- Born: December 3, 1975 (age 50) New York City, New York
- Education: St. Lawrence University
- Occupation: Alpine skier
- Years active: 1999 – 2005
- Height: 6 ft 0 in (183 cm)
- Spouse: Lindsey Vonn ​ ​(m. 2007; div. 2013)​

= Thomas Vonn =

American alpine skier

Thomas Vonn (born December 3, 1975) is an American former alpine ski racer with the U.S. Ski Team.

==Biography==
Vonn, who is of German descent, graduated from St. Lawrence University in Canton, New York, in 2001.
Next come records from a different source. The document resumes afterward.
// ABOUTME: Unified error handling with standard error codes for the macrofit engine
// ABOUTME: Defines AppError, ErrorCode, and conversions from serialization and IO errors
//
// SPDX-License-Identifier: MIT OR Apache-2.0
// Copyright (c) 2025 Pierre Fitness Intelligence

//! # Unified Error Handling System
//!
//! Business-level edge cases (missing ingredient detail, low adherence, too
//! little history) are encoded as result fields and never reach this module.
//! `AppError` is reserved for structural precondition violations such as an
//! ingredient id that is not in the catalog or a profile outside physiological
//! ranges.

use serde::{Deserialize, Serialize};
use std::error::Error as StdError;
use std::fmt;
use std::io;
use thiserror::Error;

/// Standard error codes used throughout the engine
#[derive(Debug, Clone, Copy, PartialEq, Eq, Serialize, Deserialize)]
pub enum ErrorCode {
    // Validation (3000-3999)
    /// Input failed a structural or range check
    #[serde(rename = "INVALID_INPUT")]
    InvalidInput = 3000,
    /// A numeric value is outside its accepted range
    #[serde(rename = "VALUE_OUT_OF_RANGE")]
    ValueOutOfRange = 3003,

    // Resource Management (4000-4999)
    /// A referenced entity (e.g. ingredient id) does not exist
    #[serde(rename = "RESOURCE_NOT_FOUND")]
    ResourceNotFound = 4000,

    // Configuration (6000-6999)
    /// Generic configuration failure
    #[serde(rename = "CONFIG_ERROR")]
    ConfigError = 6000,
    /// Configuration loaded but failed validation
    #[serde(rename = "CONFIG_INVALID")]
    ConfigInvalid = 6002,

    // Internal Errors (9000-9999)
    /// Unexpected internal failure
    #[serde(rename = "INTERNAL_ERROR")]
    InternalError = 9000,
    /// File or stream access failed
    #[serde(rename = "STORAGE_ERROR")]
    StorageError = 9002,
    /// JSON (de)serialization failed
    #[serde(rename = "SERIALIZATION_ERROR")]
    SerializationError = 9003,
}

impl ErrorCode {
    /// Get a user-friendly description of this error
    #[must_use]
    pub const fn description(&self) -> &'static str {
        match self {
            Self::InvalidInput => "The provided input is invalid",
            Self::ValueOutOfRange => "The provided value is outside the acceptable range",
            Self::ResourceNotFound => "The requested resource was not found",
            Self::ConfigError => "Configuration error encountered",
            Self::ConfigInvalid => "Configuration is invalid",
            Self::InternalError => "An internal error occurred",
            Self::StorageError => "Storage operation failed",
            Self::SerializationError => "Data serialization/deserialization failed",
        }
    }

    /// Whether the caller can fix this error by changing its input
    #[must_use]
    pub const fn is_client_error(&self) -> bool {
        matches!(
            self,
            Self::InvalidInput | Self::ValueOutOfRange | Self::ResourceNotFound
        )
    }
}

/// Unified error type for the engine
#[derive(Debug, Error)]
pub struct AppError {
    /// Error code
    pub code: ErrorCode,
    /// Human-readable error message
    pub message: String,
    /// Source error for error chaining
    #[source]
    pub source: Option<Box<dyn StdError + Send + Sync>>,
}

impl AppError {
    /// Create a new `AppError` with the given code and message
    pub fn new(code: ErrorCode, message: impl Into<String>) -> Self {
        Self {
            code,
            message: message.into(),
            source: None,
        }
    }

    /// Add a source error for error chaining
    #[must_use]
    pub fn with_source(mut self, source: impl StdError + Send + Sync + 'static) -> Self {
        self.source = Some(Box::new(source));
        self
    }

    /// Invalid input
    pub fn invalid_input(message: impl Into<String>) -> Self {
        Self::new(ErrorCode::InvalidInput, message)
    }

    /// Value outside the accepted range
    pub fn value_out_of_range(message: impl Into<String>) -> Self {
        Self::new(ErrorCode::ValueOutOfRange, message)
    }

    /// Resource not found
    pub fn not_found(resource: impl Into<String>) -> Self {
        Self::new(
            ErrorCode::ResourceNotFound,
            format!("{} not found", resource.into()),
        )
    }

    /// Configuration error
    pub fn config(message: impl Into<String>) -> Self {
        Self::new(ErrorCode::ConfigError, message)
    }

    /// Internal error
    pub fn internal(message: impl Into<String>) -> Self {
        Self::new(ErrorCode::InternalError, message)
    }
}

impl fmt::Display for AppError {
    fn fmt(&self, f: &mut fmt::Formatter<'_>) -> fmt::Result {
        write!(f, "{}: {}", self.code.description(), self.message)
    }
}

impl From<serde_json::Error> for AppError {
    fn from(error: serde_json::Error) -> Self {
        Self::new(ErrorCode::SerializationError, error.to_string()).with_source(error)
    }
}

impl From<io::Error> for AppError {
    fn from(error: io::Error) -> Self {
        Self::new(ErrorCode::StorageError, error.to_string()).with_source(error)
    }
}

/// Result type alias for convenience
pub type AppResult<T> = Result<T, AppError>;
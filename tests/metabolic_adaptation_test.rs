// ABOUTME: Integration tests for metabolic adaptation detection
// ABOUTME: Covers flag counting, sex-specific floors, absent self-reports, and short histories
//
// SPDX-License-Identifier: MIT OR Apache-2.0
// Copyright (c) 2025 Pierre Fitness Intelligence

#![allow(clippy::unwrap_used, clippy::expect_used, clippy::panic)]
#![allow(missing_docs)]

use macrofit::config::AdaptationConfig;
use macrofit::intelligence::{detect_metabolic_adaptation_with_config, AdaptationLevel};
use macrofit::models::{GoalCategory, HungerLevel, Sex, WeeklyProgressRecord};

mod common;

use common::{history, with_distress_signals};

fn distressed_history(weeks: u32, average_calories: f64) -> Vec<WeeklyProgressRecord> {
    history(weeks, 0.0, 90.0, average_calories)
        .into_iter()
        .map(with_distress_signals)
        .collect()
}

#[test]
fn test_all_signals_is_severe() {
    common::init_test_logging();
    let result = detect_metabolic_adaptation_with_config(
        &distressed_history(4, 1300.0),
        Sex::Female,
        GoalCategory::ModerateLoss,
        &AdaptationConfig::default(),
    );

    assert_eq!(result.level, AdaptationLevel::Severe);
    assert!(result.is_adapted);
    assert_eq!(result.active_flag_count, 5);
    assert!(result.flags.low_calorie_intake);
    assert!(result.recommendation.contains("reverse diet"));
    assert_eq!(result.weeks_analyzed, 4);
}

#[test]
fn test_missing_self_reports_never_trigger() {
    let result = detect_metabolic_adaptation_with_config(
        &history(4, 0.0, 90.0, 1300.0),
        Sex::Female,
        GoalCategory::ModerateLoss,
        &AdaptationConfig::default(),
    );

    assert!(result.flags.weight_stagnant);
    assert!(result.flags.low_calorie_intake);
    assert!(!result.flags.persistent_low_energy);
    assert!(!result.flags.persistent_hunger);
    assert!(!result.flags.declining_workout_quality);
    assert_eq!(result.level, AdaptationLevel::Mild);
}

#[test]
fn test_calorie_floor_depends_on_sex() {
    let records = history(4, 0.0, 90.0, 1600.0);
    let config = AdaptationConfig::default();

    let female =
        detect_metabolic_adaptation_with_config(&records, Sex::Female, GoalCategory::RapidLoss, &config);
    let male =
        detect_metabolic_adaptation_with_config(&records, Sex::Male, GoalCategory::RapidLoss, &config);

    assert!(!female.flags.low_calorie_intake);
    assert!(male.flags.low_calorie_intake);
    assert_eq!(female.level, AdaptationLevel::None);
    assert_eq!(male.level, AdaptationLevel::Mild);
}

#[test]
fn test_one_quiet_week_breaks_persistent_signal() {
    let mut records = distressed_history(4, 2000.0);
    records[2].hunger_levels = Some(vec![HungerLevel::Satisfied; 7]);
    records[3].energy_levels = None;

    let result = detect_metabolic_adaptation_with_config(
        &records,
        Sex::Male,
        GoalCategory::ModerateLoss,
        &AdaptationConfig::default(),
    );

    assert!(!result.flags.persistent_hunger);
    assert!(!result.flags.persistent_low_energy);
    assert!(result.flags.declining_workout_quality);
    assert!(result.flags.weight_stagnant);
    assert_eq!(result.level, AdaptationLevel::Mild);
}

#[test]
fn test_stagnation_ignored_outside_loss_goals() {
    let result = detect_metabolic_adaptation_with_config(
        &history(4, 0.0, 90.0, 1300.0),
        Sex::Female,
        GoalCategory::Maintenance,
        &AdaptationConfig::default(),
    );
    assert!(!result.flags.weight_stagnant);
    assert!(!result.flags.low_calorie_intake);
    assert_eq!(result.level, AdaptationLevel::None);
    assert!(!result.is_adapted);
}

#[test]
fn test_short_history_reports_none() {
    let result = detect_metabolic_adaptation_with_config(
        &distressed_history(3, 1300.0),
        Sex::Female,
        GoalCategory::ModerateLoss,
        &AdaptationConfig::default(),
    );
    assert_eq!(result.level, AdaptationLevel::None);
    assert_eq!(result.active_flag_count, 0);
    assert!(result.reason.contains("At least 4 weeks"));
}

#[test]
fn test_only_latest_weeks_count() {
    let mut records = distressed_history(4, 1300.0);
    let mut older = common::weekly_record(0, -0.8, 90.0, 1300.0);
    older.energy_levels = None;
    records.insert(0, older);

    let result = detect_metabolic_adaptation_with_config(
        &records,
        Sex::Female,
        GoalCategory::ModerateLoss,
        &AdaptationConfig::default(),
    );
    assert_eq!(result.weeks_analyzed, 4);
    assert_eq!(result.level, AdaptationLevel::Severe);
}
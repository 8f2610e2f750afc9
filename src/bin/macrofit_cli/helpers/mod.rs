// ABOUTME: Helper modules for macrofit-cli
// ABOUTME: JSON file input and stdout output
//
// SPDX-License-Identifier: MIT OR Apache-2.0
// Copyright (c) 2025 Pierre Fitness Intelligence

pub mod json;
// ABOUTME: Weekly progress, calorie adjustment, and metabolic adaptation commands for macrofit-cli
// ABOUTME: Reads weekly history from JSON and prints analyses and adjusted goals
//
// SPDX-License-Identifier: MIT OR Apache-2.0
// Copyright (c) 2025 Pierre Fitness Intelligence

use std::path::Path;

use macrofit::errors::AppResult;
use macrofit::intelligence::{adjust_goals, analyze_weekly_progress, detect_metabolic_adaptation};
use macrofit::models::{GoalCategory, Macros, Sex, WeeklyProgressRecord};

use crate::helpers::json::{print_json, read_json};

/// Analyze weekly progress
pub fn analyze(history_path: &Path, goal: GoalCategory) -> AppResult<()> {
    let history: Vec<WeeklyProgressRecord> = read_json(history_path)?;
    print_json(&analyze_weekly_progress(&history, goal))
}

/// Analyze weekly progress and apply the result to the current goals
pub fn adjust(goals_path: &Path, history_path: &Path, goal: GoalCategory) -> AppResult<()> {
    let previous_goals: Macros = read_json(goals_path)?;
    let history: Vec<WeeklyProgressRecord> = read_json(history_path)?;
    print_json(&adjust_goals(&previous_goals, &history, goal))
}

/// Metabolic adaptation check
pub fn adaptation(history_path: &Path, sex: Sex, goal: GoalCategory) -> AppResult<()> {
    let history: Vec<WeeklyProgressRecord> = read_json(history_path)?;
    print_json(&detect_metabolic_adaptation(&history, sex, goal))
}
fn is_on_track(stats: &WindowStats, deviation: f64, config: &ProgressConfig) -> bool {
    deviation.abs() / stats.target_rate.abs() * 100.0 < config.on_track_tolerance_percent
}

fn decide_loss(stats: &WindowStats, deviation: f64, config: &ProgressConfig) -> Decision {
    if is_on_track(stats, deviation, config) {
        return None;
    }
    if stats.mean_change > -config.stagnation_band_kg {
        return Some((
            AdjustmentType::Decrease,
            format!(
                "Not losing weight ({:+.2} kg/week); lowering calories",
                stats.mean_change
            ),
            None,
        ));
    }
    if stats.mean_change < config.fast_change_multiple * stats.target_rate {
        return Some((
            AdjustmentType::Increase,
            format!(
                "Losing {:.2} kg/week, much faster than the {:.2} kg/week target; raising calories",
                stats.mean_change.abs(),
                stats.target_rate.abs()
            ),
            Some("Rapid weight loss risks losing muscle mass".to_owned()),
        ));
    }
    if deviation > 0.0 {
        Some((
            AdjustmentType::Decrease,
            format!(
                "Losing {:.2} kg/week, slower than the {:.2} kg/week target; lowering calories",
                stats.mean_change.abs(),
                stats.target_rate.abs()
            ),
            None,
        ))
    } else {
        Some((
            AdjustmentType::Increase,
            format!(
                "Losing {:.2} kg/week, faster than the {:.2} kg/week target; raising calories",
                stats.mean_change.abs(),
                stats.target_rate.abs()
            ),
            None,
        ))
    }
}

fn decide_gain(stats: &WindowStats, deviation: f64, config: &ProgressConfig) -> Decision {
    if is_on_track(stats, deviation, config) {
        return None;
    }
    if stats.mean_change < config.stagnation_band_kg {
        return Some((
            AdjustmentType::Increase,
            format!(
                "Not gaining weight ({:+.2} kg/week); raising calories",
                stats.mean_change
            ),
            None,
        ));
    }
    if stats.mean_change > config.fast_change_multiple * stats.target_rate {
        return Some((
            AdjustmentType::Decrease,
            format!(
                "Gaining {:.2} kg/week, much faster than the {:.2} kg/week target; lowering calories",
                stats.mean_change, stats.target_rate
            ),
            Some("Rapid weight gain is likely to add excess body fat".to_owned()),
        ));
    }
    if deviation < 0.0 {
        Some((
            AdjustmentType::Increase,
            format!(
                "Gaining {:.2} kg/week, slower than the {:.2} kg/week target; raising calories",
                stats.mean_change, stats.target_rate
            ),
            None,
        ))
    } else {
        Some((
            AdjustmentType::Decrease,
            format!(
                "Gaining {:.2} kg/week, faster than the {:.2} kg/week target; lowering calories",
                stats.mean_change, stats.target_rate
            ),
            None,
        ))
    }
}
// ABOUTME: Metabolic adaptation detection over several weeks of progress history
// ABOUTME: Counts independent stagnation and wellbeing flags and maps them to an adaptation level
//
// SPDX-License-Identifier: MIT OR Apache-2.0
// Copyright (c) 2025 Pierre Fitness Intelligence

//! Metabolic Adaptation Detector
//!
//! Five independent flags are evaluated over the most recent four weeks:
//!
//! 1. Weight stagnant on a loss goal
//! 2. Intake below the sex-specific floor while stagnant
//! 3. Low energy reported on most days, every week
//! 4. Elevated hunger reported on most days, every week
//! 5. Subpar workouts reported in most sessions, every week
//!
//! Self-reported signals only count when present: a week without reports
//! never triggers a flag.
//!
//! Reference: Trexler, E.T., Smith-Ryan, A.E., & Norton, L.E. (2014).
//! Metabolic adaptation to weight loss. *JISSN*, 11, 7.
//! <https://doi.org/10.1186/1550-2783-11-7>

use macrofit_core::models::{
    EnergyLevel, GoalCategory, HungerLevel, Sex, WeeklyProgressRecord, WorkoutQuality,
};
use serde::{Deserialize, Serialize};
use tracing::debug;

use crate::config::{AdaptationConfig, EngineConfig};

/// Severity of suspected metabolic adaptation
#[derive(Debug, Clone, Copy, Serialize, Deserialize, PartialEq, Eq, PartialOrd, Ord)]
#[serde(rename_all = "snake_case")]
pub enum AdaptationLevel {
    /// Fewer than two flags
    None,
    /// Two flags
    Mild,
    /// Three flags
    Moderate,
    /// Four or more flags
    Severe,
}

impl AdaptationLevel {
    /// Level for a number of active flags
    #[must_use]
    pub const fn from_flag_count(count: u8) -> Self {
        match count {
            0 | 1 => Self::None,
            2 => Self::Mild,
            3 => Self::Moderate,
            _ => Self::Severe,
        }
    }

    /// Recommended course of action
    #[must_use]
    pub const fn recommendation(&self) -> &'static str {
        match self {
            Self::None => "No signs of metabolic adaptation. Continue with the current plan.",
            Self::Mild => {
                "Add 1-2 higher-carbohydrate refeed days per week at maintenance calories."
            }
            Self::Moderate => {
                "Take a 2-week diet break at maintenance calories before resuming the deficit."
            }
            Self::Severe => {
                "Start a reverse diet: raise calories gradually over several weeks before resuming a deficit."
            }
        }
    }
}

/// Individual adaptation flags
#[derive(Debug, Clone, Copy, Default, Serialize, Deserialize, PartialEq, Eq)]
pub struct AdaptationFlags {
    /// Mean absolute weekly change below the stagnation band on a loss goal
    pub weight_stagnant: bool,
    /// Average intake below the sex-specific floor while stagnant
    pub low_calorie_intake: bool,
    /// Low energy on most days of every week
    pub persistent_low_energy: bool,
    /// Hunger elevated on most days of every week
    pub persistent_hunger: bool,
    /// Subpar workouts in most sessions of every week
    pub declining_workout_quality: bool,
}

impl AdaptationFlags {
    /// Number of active flags
    #[must_use]
    pub fn count(&self) -> u8 {
        [
            self.weight_stagnant,
            self.low_calorie_intake,
            self.persistent_low_energy,
            self.persistent_hunger,
            self.declining_workout_quality,
        ]
        .into_iter()
        .map(u8::from)
        .sum()
    }
}

/// Result of metabolic adaptation detection
#[derive(Debug, Clone, Serialize, Deserialize)]
pub struct MetabolicAdaptationResult {
    /// Severity level
    pub level: AdaptationLevel,
    /// Level is mild or worse
    pub is_adapted: bool,
    /// Each flag individually
    pub flags: AdaptationFlags,
    /// Number of active flags
    pub active_flag_count: u8,
    /// Recommended action
    pub recommendation: String,
    /// Human-readable explanation
    pub reason: String,
    /// Weekly records evaluated
    pub weeks_analyzed: usize,
}

/// Detect metabolic adaptation using the global engine configuration
#[must_use]
pub fn detect_metabolic_adaptation(
    history: &[WeeklyProgressRecord],
    sex: Sex,
    goal: GoalCategory,
) -> MetabolicAdaptationResult {
    detect_metabolic_adaptation_with_config(history, sex, goal, &EngineConfig::global().adaptation)
}

/// Detect metabolic adaptation over the most recent weeks
///
/// Fewer records than the window is an expected state: the result is
/// "none" with an explanatory reason.
#[must_use]
pub fn detect_metabolic_adaptation_with_config(
    history: &[WeeklyProgressRecord],
    sex: Sex,
    goal: GoalCategory,
    config: &AdaptationConfig,
) -> MetabolicAdaptationResult {
    if history.len() < config.window_weeks {
        return MetabolicAdaptationResult {
            level: AdaptationLevel::None,
            is_adapted: false,
            flags: AdaptationFlags::default(),
            active_flag_count: 0,
            recommendation: AdaptationLevel::None.recommendation().to_owned(),
            reason: format!(
                "At least {} weeks of history are needed to assess metabolic adaptation ({} available)",
                config.window_weeks,
                history.len()
            ),
            weeks_analyzed: history.len(),
        };
    }

    let window = &history[history.len() - config.window_weeks..];
    let weeks = window.len() as f64;
    let mean_abs_change = window
        .iter()
        .map(|week| week.weight_change_kg.abs())
        .sum::<f64>()
        / weeks;
    let mean_calories = window.iter().map(|week| week.average_calories).sum::<f64>() / weeks;

    let weight_stagnant = goal.is_loss() && mean_abs_change < config.stagnation_band_kg;
    let flags = AdaptationFlags {
        weight_stagnant,
        low_calorie_intake: weight_stagnant && mean_calories < config.calorie_floor(sex),
        persistent_low_energy: signal_every_week(
            window,
            |week| week.energy_levels.as_deref(),
            |level| *level == EnergyLevel::Low,
            config.signal_majority_fraction,
        ),
        persistent_hunger: signal_every_week(
            window,
            |week| week.hunger_levels.as_deref(),
            HungerLevel::is_elevated,
            config.signal_majority_fraction,
        ),
        declining_workout_quality: signal_every_week(
            window,
            |week| week.workout_qualities.as_deref(),
            WorkoutQuality::is_subpar,
            config.signal_majority_fraction,
        ),
    };

    let active_flag_count = flags.count();
    let level = AdaptationLevel::from_flag_count(active_flag_count);

    debug!(
        level = ?level,
        flags = active_flag_count,
        mean_abs_change,
        mean_calories,
        "Evaluated metabolic adaptation"
    );

    MetabolicAdaptationResult {
        level,
        is_adapted: level >= AdaptationLevel::Mild,
        flags,
        active_flag_count,
        recommendation: level.recommendation().to_owned(),
        reason: describe_flags(&flags, mean_abs_change, mean_calories),
        weeks_analyzed: window.len(),
    }
}

/// Whether a signal is reported on more than `fraction` of entries in every week
///
/// A week with no entries for the signal breaks the streak.
fn signal_every_week<T>(
    window: &[WeeklyProgressRecord],
    entries: impl Fn(&WeeklyProgressRecord) -> Option<&[T]>,
    matches: impl Fn(&T) -> bool,
    fraction: f64,
) -> bool {
    window.iter().all(|week| {
        entries(week).is_some_and(|values| {
            let share = values.iter().filter(|value| matches(value)).count() as f64
                / values.len().max(1) as f64;
            !values.is_empty() && share > fraction
        })
    })
}

fn describe_flags(flags: &AdaptationFlags, mean_abs_change: f64, mean_calories: f64) -> String {
    let mut reasons = Vec::new();
    if flags.weight_stagnant {
        reasons.push(format!(
            "weight stalled ({mean_abs_change:.2} kg/week average change)"
        ));
    }
    if flags.low_calorie_intake {
        reasons.push(format!("low intake ({mean_calories:.0} kcal/day)"));
    }
    if flags.persistent_low_energy {
        reasons.push("persistently low energy".to_owned());
    }
    if flags.persistent_hunger {
        reasons.push("persistent hunger".to_owned());
    }
    if flags.declining_workout_quality {
        reasons.push("declining workout quality".to_owned());
    }
    if reasons.is_empty() {
        "No adaptation signals detected".to_owned()
    } else {
        format!("Detected: {}", reasons.join(", "))
    }
}

#[cfg(test)]
mod tests {
    use super::*;

    #[test]
    fn test_level_thresholds() {
        assert_eq!(AdaptationLevel::from_flag_count(0), AdaptationLevel::None);
        assert_eq!(AdaptationLevel::from_flag_count(1), AdaptationLevel::None);
        assert_eq!(AdaptationLevel::from_flag_count(2), AdaptationLevel::Mild);
        assert_eq!(AdaptationLevel::from_flag_count(3), AdaptationLevel::Moderate);
        assert_eq!(AdaptationLevel::from_flag_count(5), AdaptationLevel::Severe);
    }

    #[test]
    fn test_flag_count() {
        let flags = AdaptationFlags {
            weight_stagnant: true,
            persistent_hunger: true,
            ..AdaptationFlags::default()
        };
        assert_eq!(flags.count(), 2);
    }
}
Primarily a giant slalom racer, Vonn's best finish in international competition was in the Super-G at the 2002 Winter Olympics, where he placed ninth. He was then-wife Lindsey Vonn's coach when she won gold at the 2010 Winter Olympics in Vancouver. He also coached Dean Travers, beginning in 2015.

He returned to the Lake Placid area in 2018 as a high school and New York Ski Educational Foundation coach.

==Personal life==
He married fellow ski racer Lindsey Kildow on September 29, 2007, at the Silver Lake Lodge in Deer Valley, Utah after proposing to her the prior New Years' Eve in Austria. They filed for divorce in November 2011; it was finalized on January 9, 2013.

After divorcing Lindsey Vonn, Thomas Vonn began a relationship with Shauna Kane. Shauna gave birth to their son, Henrik Vonn, in 2018. A son named Lars was born in 2020.